Fathers and mothers were charged with the responsibility of not only remembering, but also teaching their children who would teach their children not only the nation’s history, but God’s providential care of His people (78:3-8).
Psalm 79 is a prophetic psalm that would not occur until Nebuchadnezzar and the armies of Babylon conquered Judah and destroyed the city and Temple (79:1). The devastation was great and the bodies of the dead would be left in the streets (79:2-3). The psalmist, jealous for the name of the God of Israel, worried the people had “become a reproach” to their heathen neighbors (79:4). The psalmist prayed for the LORD to deliver His people (79:5-12), promising to offer the LORD perpetual praise.
Like Psalm 79, Psalm 80 is a prophetic psalm most likely set in the time of the Babylonian invasion. The opening verse is a petition to the LORD identified as the “Shepherd of Israel” and “thou that dwellest between the cherubims” (referring to the Ark of the Covenant as the earthly symbol of God’s heavenly throne).

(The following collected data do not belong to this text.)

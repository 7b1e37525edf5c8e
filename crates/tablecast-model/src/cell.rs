//! Raw cell values as decoded from a source file.
//!
//! A [`RawCell`] is the primitive a file decoder hands to the inference
//! pipeline. CSV decoding only ever produces `Text` and `Missing`; workbook
//! decoding produces the full set of variants.

use chrono::NaiveDateTime;

/// A single decoded cell, before any type inference has run.
#[derive(Debug, Clone, PartialEq)]
pub enum RawCell {
    Text(String),
    Int(i64),
    Float(f64),
    Bool(bool),
    DateTime(NaiveDateTime),
    Missing,
}

impl RawCell {
    pub fn is_missing(&self) -> bool {
        matches!(self, Self::Missing)
    }
}

/// The decoded representation kind of a whole column.
///
/// This tag is recorded once at decode time and drives the classifier's
/// gating decisions instead of re-inspecting cell variants at runtime.
/// `Mixed` is the generic kind: text content, mixed variants, or a column
/// with no non-missing values at all.
#[derive(Debug, Clone, Copy, PartialEq, Eq, serde::Serialize, serde::Deserialize)]
pub enum RawKind {
    /// Every non-missing cell is an integer or float, with at least one present.
    Numeric,
    /// Every cell is a boolean; booleans with gaps decode as `Mixed`.
    Boolean,
    /// Every non-missing cell is a date/time, with at least one present.
    Temporal,
    /// Anything else: textual, mixed, or entirely missing.
    Mixed,
}

impl RawKind {
    /// Derive the column kind from its decoded cells.
    pub fn detect(cells: &[RawCell]) -> Self {
        let mut seen = 0usize;
        let mut numeric = true;
        let mut boolean = true;
        let mut temporal = true;
        for cell in cells {
            match cell {
                RawCell::Missing => {
                    // A gap disqualifies a boolean column but not the others.
                    boolean = false;
                    continue;
                }
                RawCell::Int(_) | RawCell::Float(_) => {
                    boolean = false;
                    temporal = false;
                }
                RawCell::Bool(_) => {
                    numeric = false;
                    temporal = false;
                }
                RawCell::DateTime(_) => {
                    numeric = false;
                    boolean = false;
                }
                RawCell::Text(_) => {
                    numeric = false;
                    boolean = false;
                    temporal = false;
                }
            }
            seen += 1;
        }
        if seen == 0 {
            return Self::Mixed;
        }
        if numeric {
            Self::Numeric
        } else if boolean {
            Self::Boolean
        } else if temporal {
            Self::Temporal
        } else {
            Self::Mixed
        }
    }
}

#[cfg(test)]
mod tests {
    use super::*;

    #[test]
    fn detect_numeric_allows_gaps() {
        let cells = vec![RawCell::Int(1), RawCell::Missing, RawCell::Float(2.5)];
        assert_eq!(RawKind::detect(&cells), RawKind::Numeric);
    }

    #[test]
    fn detect_boolean_requires_no_gaps() {
        let solid = vec![RawCell::Bool(true), RawCell::Bool(false)];
        assert_eq!(RawKind::detect(&solid), RawKind::Boolean);

        let gappy = vec![RawCell::Bool(true), RawCell::Missing];
        assert_eq!(RawKind::detect(&gappy), RawKind::Mixed);
    }

    #[test]
    fn detect_all_missing_is_mixed() {
        let cells = vec![RawCell::Missing, RawCell::Missing];
        assert_eq!(RawKind::detect(&cells), RawKind::Mixed);
    }

    #[test]
    fn detect_text_mixed_with_numbers_is_mixed() {
        let cells = vec![RawCell::Text("a".to_string()), RawCell::Int(1)];
        assert_eq!(RawKind::detect(&cells), RawKind::Mixed);
    }
}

The psalmist cries out to the LORD on behalf of the nation to come to the aid of His people and restore the nation (80:2-7). Three times we read the petition, “Turn us again, O God, and cause thy face to shine; and we shall be saved” (80:3, 7, 19).
Beginning with Psalm 80:8, the psalmist pictures Israel as a “vine out of Egypt” and remembers how God had blessed the nation and “cast out the heathen” and gave His people the land of Canaan.
Israel prospered as long as the hearts of the people were turned to the LORD (80:10-11); however, the psalmist pondered how long God’s providential protection would be departed and the heathen nations allowed to rob her prosperity (80:12).
Psalm 80 concludes with the psalmist petitioning the LORD to “Turn us again” and “cause Thy face to shine” (80:19).